• TASK ITEM
Please report each line of the data below that contains "filename".

• • •

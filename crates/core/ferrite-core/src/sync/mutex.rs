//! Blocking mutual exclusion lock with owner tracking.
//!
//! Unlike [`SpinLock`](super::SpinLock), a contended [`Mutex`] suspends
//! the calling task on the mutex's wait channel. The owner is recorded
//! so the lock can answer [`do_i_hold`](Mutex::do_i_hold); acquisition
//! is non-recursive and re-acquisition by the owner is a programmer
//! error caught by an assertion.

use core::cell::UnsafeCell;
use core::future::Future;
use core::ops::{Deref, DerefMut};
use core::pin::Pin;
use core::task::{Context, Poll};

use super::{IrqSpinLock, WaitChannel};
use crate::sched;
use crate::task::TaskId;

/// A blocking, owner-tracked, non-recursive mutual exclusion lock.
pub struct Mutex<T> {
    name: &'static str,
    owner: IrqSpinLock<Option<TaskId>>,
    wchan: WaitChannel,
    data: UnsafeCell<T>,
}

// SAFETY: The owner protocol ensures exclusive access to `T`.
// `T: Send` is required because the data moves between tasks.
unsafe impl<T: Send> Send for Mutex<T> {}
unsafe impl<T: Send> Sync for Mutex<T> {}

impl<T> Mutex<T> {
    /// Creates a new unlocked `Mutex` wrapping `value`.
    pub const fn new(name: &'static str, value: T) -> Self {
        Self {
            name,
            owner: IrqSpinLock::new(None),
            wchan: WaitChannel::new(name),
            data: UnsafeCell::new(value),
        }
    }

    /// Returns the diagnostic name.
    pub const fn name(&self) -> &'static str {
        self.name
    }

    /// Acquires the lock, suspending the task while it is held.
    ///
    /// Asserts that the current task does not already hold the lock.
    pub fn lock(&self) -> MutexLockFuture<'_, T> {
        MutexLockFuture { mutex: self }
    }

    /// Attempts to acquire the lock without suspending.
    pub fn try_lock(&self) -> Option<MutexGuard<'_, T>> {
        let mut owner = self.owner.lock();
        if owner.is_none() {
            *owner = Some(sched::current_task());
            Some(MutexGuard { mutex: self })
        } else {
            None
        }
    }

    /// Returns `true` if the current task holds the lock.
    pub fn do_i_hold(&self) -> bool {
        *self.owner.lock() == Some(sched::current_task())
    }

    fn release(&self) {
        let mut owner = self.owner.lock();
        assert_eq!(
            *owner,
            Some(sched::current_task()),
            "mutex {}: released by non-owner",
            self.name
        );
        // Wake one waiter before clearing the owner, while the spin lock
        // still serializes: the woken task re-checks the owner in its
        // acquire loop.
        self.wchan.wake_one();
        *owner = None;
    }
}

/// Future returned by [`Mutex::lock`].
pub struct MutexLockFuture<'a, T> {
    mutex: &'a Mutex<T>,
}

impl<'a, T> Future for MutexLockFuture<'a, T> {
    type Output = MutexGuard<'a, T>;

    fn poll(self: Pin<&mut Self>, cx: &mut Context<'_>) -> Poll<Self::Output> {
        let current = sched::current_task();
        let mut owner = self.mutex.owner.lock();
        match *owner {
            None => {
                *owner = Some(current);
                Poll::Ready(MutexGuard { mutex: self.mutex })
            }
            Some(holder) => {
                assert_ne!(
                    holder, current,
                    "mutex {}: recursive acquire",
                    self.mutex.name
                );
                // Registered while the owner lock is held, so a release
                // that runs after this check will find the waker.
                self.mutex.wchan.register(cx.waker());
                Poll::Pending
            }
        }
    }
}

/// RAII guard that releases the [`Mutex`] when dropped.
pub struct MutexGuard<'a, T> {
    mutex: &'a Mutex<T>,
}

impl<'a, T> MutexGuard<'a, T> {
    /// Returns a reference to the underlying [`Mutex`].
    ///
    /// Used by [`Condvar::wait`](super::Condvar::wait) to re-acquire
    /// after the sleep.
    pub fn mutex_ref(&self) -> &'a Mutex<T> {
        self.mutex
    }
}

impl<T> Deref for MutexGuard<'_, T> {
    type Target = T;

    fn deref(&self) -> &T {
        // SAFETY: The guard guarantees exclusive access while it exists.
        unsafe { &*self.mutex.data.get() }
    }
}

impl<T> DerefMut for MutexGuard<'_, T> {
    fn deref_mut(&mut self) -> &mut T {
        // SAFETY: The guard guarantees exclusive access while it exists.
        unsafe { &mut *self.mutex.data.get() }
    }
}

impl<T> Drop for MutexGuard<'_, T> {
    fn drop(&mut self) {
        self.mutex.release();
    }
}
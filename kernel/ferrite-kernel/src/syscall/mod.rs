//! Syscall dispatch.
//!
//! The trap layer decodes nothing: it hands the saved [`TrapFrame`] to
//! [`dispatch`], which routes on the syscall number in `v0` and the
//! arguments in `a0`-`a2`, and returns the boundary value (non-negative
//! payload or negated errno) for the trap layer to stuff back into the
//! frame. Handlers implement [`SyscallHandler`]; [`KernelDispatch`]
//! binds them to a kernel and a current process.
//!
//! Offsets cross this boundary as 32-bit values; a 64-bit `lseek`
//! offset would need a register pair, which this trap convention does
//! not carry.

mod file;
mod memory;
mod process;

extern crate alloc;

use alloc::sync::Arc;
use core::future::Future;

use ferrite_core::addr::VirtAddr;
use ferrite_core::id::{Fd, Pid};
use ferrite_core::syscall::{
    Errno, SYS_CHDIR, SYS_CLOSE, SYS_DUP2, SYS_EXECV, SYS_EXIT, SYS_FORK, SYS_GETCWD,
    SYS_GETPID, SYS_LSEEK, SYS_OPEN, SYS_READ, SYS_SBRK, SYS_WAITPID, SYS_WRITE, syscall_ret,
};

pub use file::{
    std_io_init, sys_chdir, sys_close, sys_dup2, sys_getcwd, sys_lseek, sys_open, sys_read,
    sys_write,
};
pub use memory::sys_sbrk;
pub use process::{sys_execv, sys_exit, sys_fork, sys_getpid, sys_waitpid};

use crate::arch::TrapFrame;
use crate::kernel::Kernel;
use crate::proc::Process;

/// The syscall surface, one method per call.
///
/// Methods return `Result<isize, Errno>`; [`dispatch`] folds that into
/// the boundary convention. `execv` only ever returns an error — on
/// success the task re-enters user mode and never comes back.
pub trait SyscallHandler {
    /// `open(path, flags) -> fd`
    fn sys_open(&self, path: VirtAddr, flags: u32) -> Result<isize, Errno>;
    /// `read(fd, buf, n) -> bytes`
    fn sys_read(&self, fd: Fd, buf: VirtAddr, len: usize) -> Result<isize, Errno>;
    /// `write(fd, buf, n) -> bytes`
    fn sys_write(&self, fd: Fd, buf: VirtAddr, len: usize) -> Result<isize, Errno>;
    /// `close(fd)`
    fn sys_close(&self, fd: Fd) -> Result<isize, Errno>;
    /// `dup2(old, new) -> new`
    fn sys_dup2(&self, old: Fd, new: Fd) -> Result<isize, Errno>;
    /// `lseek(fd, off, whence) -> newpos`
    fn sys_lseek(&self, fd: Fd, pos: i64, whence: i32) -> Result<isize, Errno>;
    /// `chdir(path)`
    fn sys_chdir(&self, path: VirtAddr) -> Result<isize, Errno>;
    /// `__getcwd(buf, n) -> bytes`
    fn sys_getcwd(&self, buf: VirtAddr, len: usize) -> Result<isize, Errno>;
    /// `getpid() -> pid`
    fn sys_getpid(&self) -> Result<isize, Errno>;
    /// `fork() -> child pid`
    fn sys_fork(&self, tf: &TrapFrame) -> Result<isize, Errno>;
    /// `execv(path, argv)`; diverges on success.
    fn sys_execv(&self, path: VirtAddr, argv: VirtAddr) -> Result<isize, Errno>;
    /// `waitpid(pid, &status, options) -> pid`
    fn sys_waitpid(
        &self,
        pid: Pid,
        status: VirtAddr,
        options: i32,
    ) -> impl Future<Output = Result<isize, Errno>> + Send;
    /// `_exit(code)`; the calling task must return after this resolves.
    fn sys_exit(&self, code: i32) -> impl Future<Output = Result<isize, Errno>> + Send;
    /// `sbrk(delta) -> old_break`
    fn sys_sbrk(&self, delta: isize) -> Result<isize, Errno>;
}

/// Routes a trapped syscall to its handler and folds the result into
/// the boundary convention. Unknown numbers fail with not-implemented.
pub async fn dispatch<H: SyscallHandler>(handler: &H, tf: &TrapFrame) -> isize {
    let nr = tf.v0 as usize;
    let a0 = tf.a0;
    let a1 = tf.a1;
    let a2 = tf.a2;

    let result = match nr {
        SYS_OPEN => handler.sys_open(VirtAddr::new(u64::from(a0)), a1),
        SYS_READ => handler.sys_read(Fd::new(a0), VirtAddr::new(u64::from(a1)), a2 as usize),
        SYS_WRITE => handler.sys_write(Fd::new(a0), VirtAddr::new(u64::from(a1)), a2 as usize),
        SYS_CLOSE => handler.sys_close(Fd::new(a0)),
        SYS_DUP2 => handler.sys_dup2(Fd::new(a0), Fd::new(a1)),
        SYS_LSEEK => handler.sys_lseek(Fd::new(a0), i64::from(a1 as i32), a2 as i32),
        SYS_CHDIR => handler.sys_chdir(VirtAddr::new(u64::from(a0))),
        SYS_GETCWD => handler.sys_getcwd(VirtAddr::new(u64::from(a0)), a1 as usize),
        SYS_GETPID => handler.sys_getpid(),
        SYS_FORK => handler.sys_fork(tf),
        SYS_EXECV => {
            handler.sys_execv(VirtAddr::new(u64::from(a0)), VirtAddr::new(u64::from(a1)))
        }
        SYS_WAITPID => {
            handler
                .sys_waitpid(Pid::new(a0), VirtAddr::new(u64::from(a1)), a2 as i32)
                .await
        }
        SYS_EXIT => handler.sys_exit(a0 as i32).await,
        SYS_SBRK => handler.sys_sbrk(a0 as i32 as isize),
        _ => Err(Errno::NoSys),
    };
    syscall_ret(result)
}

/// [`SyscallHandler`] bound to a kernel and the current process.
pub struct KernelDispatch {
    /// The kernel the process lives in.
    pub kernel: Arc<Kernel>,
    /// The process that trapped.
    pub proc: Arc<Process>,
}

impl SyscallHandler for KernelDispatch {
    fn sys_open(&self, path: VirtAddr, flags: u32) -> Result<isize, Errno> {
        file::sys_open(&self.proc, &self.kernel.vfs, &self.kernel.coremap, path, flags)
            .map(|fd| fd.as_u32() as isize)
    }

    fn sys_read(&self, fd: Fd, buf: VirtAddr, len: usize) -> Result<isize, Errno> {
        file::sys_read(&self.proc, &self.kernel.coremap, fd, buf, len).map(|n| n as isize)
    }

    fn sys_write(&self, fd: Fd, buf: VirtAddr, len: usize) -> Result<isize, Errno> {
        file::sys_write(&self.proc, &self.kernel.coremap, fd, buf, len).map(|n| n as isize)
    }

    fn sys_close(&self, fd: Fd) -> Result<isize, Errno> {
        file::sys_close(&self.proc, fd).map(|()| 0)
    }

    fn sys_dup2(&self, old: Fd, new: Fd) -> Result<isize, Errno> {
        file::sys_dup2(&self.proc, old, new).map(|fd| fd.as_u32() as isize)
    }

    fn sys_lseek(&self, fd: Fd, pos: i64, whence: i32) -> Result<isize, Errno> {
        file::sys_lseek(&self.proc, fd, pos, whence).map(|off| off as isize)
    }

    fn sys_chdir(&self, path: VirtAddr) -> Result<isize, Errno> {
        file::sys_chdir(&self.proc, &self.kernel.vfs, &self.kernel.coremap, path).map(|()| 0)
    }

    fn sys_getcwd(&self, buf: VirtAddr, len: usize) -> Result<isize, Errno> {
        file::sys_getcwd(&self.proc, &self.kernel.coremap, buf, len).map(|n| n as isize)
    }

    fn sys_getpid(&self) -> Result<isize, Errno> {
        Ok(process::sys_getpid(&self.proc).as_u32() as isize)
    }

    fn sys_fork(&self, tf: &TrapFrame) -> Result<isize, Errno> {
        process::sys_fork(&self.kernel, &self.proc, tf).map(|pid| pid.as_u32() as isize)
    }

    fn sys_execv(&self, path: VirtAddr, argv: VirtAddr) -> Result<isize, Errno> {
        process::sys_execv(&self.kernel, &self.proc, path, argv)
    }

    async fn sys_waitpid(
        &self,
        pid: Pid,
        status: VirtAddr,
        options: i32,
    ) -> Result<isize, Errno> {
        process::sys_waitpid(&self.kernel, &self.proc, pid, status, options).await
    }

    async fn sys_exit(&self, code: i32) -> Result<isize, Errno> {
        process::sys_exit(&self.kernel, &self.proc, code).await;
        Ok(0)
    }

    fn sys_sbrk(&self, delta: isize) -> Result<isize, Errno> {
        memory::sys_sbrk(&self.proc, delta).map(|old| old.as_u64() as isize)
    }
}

• • •

• RESPONSE AREA
filename crates/core/ferrite-core/src/sync/mutex.rs
filename kernel/ferrite-kernel/src/syscall/mod.rs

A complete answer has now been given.